Pak Dirdjo (panggilan akrab RM Soebandiman Dirdjoatmodjo) lahir di Yogyakarta pada hari Selasa Legi tanggal 8 Januari 1913 di lingkungan Keraton Pakoe Alam. Beliau adalah putra pertama dari RM Pakoesoedirdjo, buyut dari Pakoe Alam II. Sejak berusia 9 tahun beliau telah dapat menguasai ilmu pencak silat yang ada di lingkungan keraton sehingga mendapat kepercayaan untuk melatih teman-temannya di lingkungan daerah Pakoe Alaman. Di samping pencak silat beliau juga belajar menari di Istana Pakoe Alam sehingga berteman dengan Saudara Wasi dan Bagong Kusudiardjo.

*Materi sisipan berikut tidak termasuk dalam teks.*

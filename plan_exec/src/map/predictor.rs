//! # Obstacle velocity prediction
//!
//! The risk map propagates occupied voxels into future time slices under a
//! per-voxel world velocity. Two sources provide that velocity behind the
//! same query surface:
//!
//! - [`GroundTruthPredictor`] - obstacle states supplied by the simulator
//!   ("fake" map variant).
//! - [`ParticleFlowPredictor`] - a lightweight dynamic-occupancy filter which
//!   clusters occupied voxels and tracks cluster centroids between scans.

// ------------------------------------------------------------------------------------------------
// IMPORTS
// ------------------------------------------------------------------------------------------------

use std::collections::{HashSet, VecDeque};

use comms_if::ingress::{ObstacleGroundTruthMsg, ObstacleKind, ObstacleMarker};
use log::{debug, warn};
use nalgebra::Vector3;

// ------------------------------------------------------------------------------------------------
// CONSTANTS
// ------------------------------------------------------------------------------------------------

/// Exponential smoothing factor applied to tracked cluster velocities.
const VELOCITY_EMA_ALPHA: f64 = 0.6;

// ------------------------------------------------------------------------------------------------
// ENUMS
// ------------------------------------------------------------------------------------------------

/// Obstacle velocity source, dispatching to the configured variant.
#[derive(Debug)]
pub enum Predictor {
    Fake(GroundTruthPredictor),
    Particle(ParticleFlowPredictor),
}

// ------------------------------------------------------------------------------------------------
// STRUCTS
// ------------------------------------------------------------------------------------------------

/// Velocity source backed by simulator ground truth markers.
#[derive(Debug, Default)]
pub struct GroundTruthPredictor {
    markers: Vec<ObstacleMarker>,

    /// Membership tolerance added to each marker's extent, in meters.
    clearance_m: f64,

    /// Voxel resolution, used for the ring membership band.
    resolution_m: f64,
}

/// Velocity source estimated from consecutive scans.
#[derive(Debug)]
pub struct ParticleFlowPredictor {
    /// Clusters tracked at the last observation.
    clusters: Vec<Cluster>,

    /// Session time of the last observation.
    last_stamp_s: Option<f64>,

    /// Maximum centroid displacement accepted when matching clusters between
    /// scans, in meters.
    match_gate_m: f64,
}

/// One tracked group of occupied voxels.
#[derive(Debug, Clone)]
struct Cluster {
    /// World-frame centroid, in meters.
    centroid_m: Vector3<f64>,

    /// Largest centroid-to-member distance, in meters.
    radius_m: f64,

    /// Smoothed world-frame velocity, in meters/second.
    velocity_ms: Vector3<f64>,
}

// ------------------------------------------------------------------------------------------------
// IMPLS
// ------------------------------------------------------------------------------------------------

impl Predictor {
    /// World velocity assigned to an occupied voxel at the given world
    /// position. Unmatched voxels are treated as static.
    pub fn velocity_at(&self, world_m: &Vector3<f64>) -> Vector3<f64> {
        match self {
            Predictor::Fake(p) => p.velocity_at(world_m),
            Predictor::Particle(p) => p.velocity_at(world_m),
        }
    }

    /// Ingest a ground truth message. Ignored with a warning for the particle
    /// variant, which estimates motion from the cloud alone.
    pub fn ingest_ground_truth(&mut self, msg: &ObstacleGroundTruthMsg) {
        match self {
            Predictor::Fake(p) => p.ingest(msg),
            Predictor::Particle(_) => {
                warn!("Ground truth received but the particle predictor is configured, ignored");
            }
        }
    }

    /// Observe the occupied voxels of a fresh scan. No-op for the ground
    /// truth variant.
    pub fn observe(
        &mut self,
        occupied: &[(Vector3<i64>, Vector3<f64>)],
        resolution_m: f64,
        stamp_s: f64,
    ) {
        if let Predictor::Particle(p) = self {
            p.observe(occupied, resolution_m, stamp_s);
        }
    }
}

impl GroundTruthPredictor {
    pub fn new(clearance_m: f64, resolution_m: f64) -> Self {
        Self {
            markers: Vec::new(),
            clearance_m,
            resolution_m,
        }
    }

    fn ingest(&mut self, msg: &ObstacleGroundTruthMsg) {
        self.markers = msg.markers.clone();
    }

    /// Velocity of the marker containing the given point, or zero if the
    /// point belongs to no marker (static structure).
    fn velocity_at(&self, world_m: &Vector3<f64>) -> Vector3<f64> {
        for marker in &self.markers {
            match marker.kind {
                ObstacleKind::Cylinder => {
                    // Horizontal distance to the cylinder axis
                    let axis_pt =
                        Vector3::new(marker.position_m.x, marker.position_m.y, world_m.z);
                    if (world_m - axis_pt).norm() <= marker.width_m + self.clearance_m {
                        return Vector3::new(marker.velocity_ms.x, marker.velocity_ms.y, 0.0);
                    }
                }
                ObstacleKind::Ring => {
                    // Membership band around the ring: close to the ring's
                    // plane and near the ring radius within it
                    let normal = marker.orientation * Vector3::z();
                    let to_point = world_m - marker.position_m;
                    let dist_to_plane = to_point.dot(&normal).abs();
                    let in_plane = to_point - to_point.dot(&normal) * normal;
                    let dist_to_radius = (in_plane.norm() - marker.width_m / 2.0).abs();

                    if dist_to_plane < 2.0 * self.resolution_m
                        && dist_to_radius < 2.0 * self.resolution_m
                    {
                        return Vector3::new(marker.velocity_ms.x, marker.velocity_ms.y, 0.0);
                    }
                }
            }
        }
        Vector3::zeros()
    }
}

impl ParticleFlowPredictor {
    pub fn new(match_gate_m: f64) -> Self {
        Self {
            clusters: Vec::new(),
            last_stamp_s: None,
            match_gate_m,
        }
    }

    /// Velocity of the cluster containing the given point, or zero if the
    /// point is outside every tracked cluster.
    fn velocity_at(&self, world_m: &Vector3<f64>) -> Vector3<f64> {
        for cluster in &self.clusters {
            if (world_m - cluster.centroid_m).norm() <= cluster.radius_m + self.match_gate_m * 0.5 {
                return cluster.velocity_ms;
            }
        }
        Vector3::zeros()
    }

    /// Cluster the occupied voxels of a scan and update tracked velocities by
    /// nearest-centroid matching against the previous scan.
    ///
    /// `occupied` pairs each occupied voxel's integer coordinates with its
    /// world-frame center.
    fn observe(
        &mut self,
        occupied: &[(Vector3<i64>, Vector3<f64>)],
        resolution_m: f64,
        stamp_s: f64,
    ) {
        let fresh = Self::cluster(occupied, resolution_m);

        let dt = self.last_stamp_s.map(|t| stamp_s - t);

        let mut next = Vec::with_capacity(fresh.len());
        for (centroid_m, radius_m) in fresh {
            // Match against the nearest previous cluster within the gate
            let matched = self
                .clusters
                .iter()
                .map(|c| ((c.centroid_m - centroid_m).norm(), c))
                .filter(|(d, _)| *d <= self.match_gate_m)
                .min_by(|a, b| a.0.partial_cmp(&b.0).expect("Unexpected NaN distance"));

            let velocity_ms = match (matched, dt) {
                (Some((_, prev)), Some(dt)) if dt > 0.0 => {
                    let raw = (centroid_m - prev.centroid_m) / dt;
                    prev.velocity_ms * (1.0 - VELOCITY_EMA_ALPHA) + raw * VELOCITY_EMA_ALPHA
                }
                _ => Vector3::zeros(),
            };

            next.push(Cluster {
                centroid_m,
                radius_m,
                velocity_ms,
            });
        }

        debug!("Tracking {} obstacle clusters", next.len());
        self.clusters = next;
        self.last_stamp_s = Some(stamp_s);
    }

    /// Group occupied voxels into 6-connected clusters, returning each
    /// cluster's world centroid and radius.
    fn cluster(
        occupied: &[(Vector3<i64>, Vector3<f64>)],
        resolution_m: f64,
    ) -> Vec<(Vector3<f64>, f64)> {
        let coords: HashSet<(i64, i64, i64)> = occupied
            .iter()
            .map(|(c, _)| (c.x, c.y, c.z))
            .collect();

        let mut visited: HashSet<(i64, i64, i64)> = HashSet::new();
        let mut out = Vec::new();

        for (c, _) in occupied {
            let key = (c.x, c.y, c.z);
            if visited.contains(&key) {
                continue;
            }

            // Flood fill from this voxel
            let mut members = Vec::new();
            let mut queue = VecDeque::new();
            queue.push_back(key);
            visited.insert(key);

            while let Some(v) = queue.pop_front() {
                members.push(v);
                for (dx, dy, dz) in [
                    (1, 0, 0),
                    (-1, 0, 0),
                    (0, 1, 0),
                    (0, -1, 0),
                    (0, 0, 1),
                    (0, 0, -1),
                ] {
                    let n = (v.0 + dx, v.1 + dy, v.2 + dz);
                    if coords.contains(&n) && visited.insert(n) {
                        queue.push_back(n);
                    }
                }
            }

            // Centroid and radius in world frame. Member coordinates are
            // converted back through the lookup of the original pairs.
            let mut centroid = Vector3::zeros();
            let mut world_members = Vec::with_capacity(members.len());
            for (coords_i, world) in occupied {
                if members.contains(&(coords_i.x, coords_i.y, coords_i.z)) {
                    centroid += world;
                    world_members.push(*world);
                }
            }
            centroid /= world_members.len() as f64;

            let radius = world_members
                .iter()
                .map(|w| (w - centroid).norm())
                .fold(0.0f64, f64::max)
                .max(resolution_m);

            out.push((centroid, radius));
        }

        out
    }
}

// ------------------------------------------------------------------------------------------------
// TESTS
// ------------------------------------------------------------------------------------------------

#[cfg(test)]
mod test {
    use super::*;
    use nalgebra::UnitQuaternion;

    fn cylinder_marker(x: f64, y: f64, vx: f64, vy: f64) -> ObstacleMarker {
        ObstacleMarker {
            kind: ObstacleKind::Cylinder,
            position_m: Vector3::new(x, y, 0.0),
            width_m: 0.3,
            height_m: 2.0,
            velocity_ms: Vector3::new(vx, vy, 0.0),
            orientation: UnitQuaternion::identity(),
        }
    }

    #[test]
    fn test_ground_truth_cylinder_membership() {
        let mut p = GroundTruthPredictor::new(0.2, 0.1);
        p.ingest(&ObstacleGroundTruthMsg {
            markers: vec![cylinder_marker(2.0, 0.0, 0.0, 1.0)],
        });

        // Inside the inflated cylinder
        let v = p.velocity_at(&Vector3::new(2.1, 0.1, 1.0));
        assert_eq!(v, Vector3::new(0.0, 1.0, 0.0));

        // Far away, static
        assert_eq!(p.velocity_at(&Vector3::new(5.0, 5.0, 1.0)), Vector3::zeros());
    }

    #[test]
    fn test_particle_flow_tracks_moving_cluster() {
        let mut p = ParticleFlowPredictor::new(1.0);

        let scan_at = |x0: f64| -> Vec<(Vector3<i64>, Vector3<f64>)> {
            (0..3)
                .map(|i| {
                    (
                        Vector3::new((x0 * 10.0) as i64 + i, 0, 0),
                        Vector3::new(x0 + 0.1 * i as f64, 0.0, 1.0),
                    )
                })
                .collect()
        };

        p.observe(&scan_at(1.0), 0.1, 0.0);
        p.observe(&scan_at(1.5), 0.1, 1.0);

        // Cluster moved 0.5 m in 1 s, EMA from zero gives 0.6 * 0.5
        let v = p.velocity_at(&Vector3::new(1.6, 0.0, 1.0));
        assert!((v.x - 0.3).abs() < 1e-9);
        assert_eq!(v.y, 0.0);
    }

    #[test]
    fn test_particle_flow_static_cluster() {
        let mut p = ParticleFlowPredictor::new(1.0);

        let scan: Vec<(Vector3<i64>, Vector3<f64>)> = vec![
            (Vector3::new(0, 0, 0), Vector3::new(0.0, 0.0, 1.0)),
            (Vector3::new(1, 0, 0), Vector3::new(0.1, 0.0, 1.0)),
        ];

        p.observe(&scan, 0.1, 0.0);
        p.observe(&scan, 0.1, 0.5);

        let v = p.velocity_at(&Vector3::new(0.05, 0.0, 1.0));
        assert!(v.norm() < 1e-9);
    }

    #[test]
    fn test_cluster_separation() {
        let scan: Vec<(Vector3<i64>, Vector3<f64>)> = vec![
            (Vector3::new(0, 0, 0), Vector3::new(0.0, 0.0, 0.0)),
            (Vector3::new(1, 0, 0), Vector3::new(0.1, 0.0, 0.0)),
            // Disconnected second group
            (Vector3::new(10, 10, 0), Vector3::new(1.0, 1.0, 0.0)),
        ];

        let clusters = ParticleFlowPredictor::cluster(&scan, 0.1);
        assert_eq!(clusters.len(), 2);
    }
}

Karena ingin meningkatkan kemampuan ilmu silatnya, pada tahun 1930 setamat HIK beliau meninggalkan Yogyakarta untuk merantau tanpa membawa bekal apapun dengan berjalan kaki. Tempat yang dikunjunginya pertama adalah Jombang, Jawa Timur. Di sana beliau belajar silat pada Bapak Hasan Basri, sedangkan pengetahuan agama diperoleh dari Pondok Pesantren Tebuireng.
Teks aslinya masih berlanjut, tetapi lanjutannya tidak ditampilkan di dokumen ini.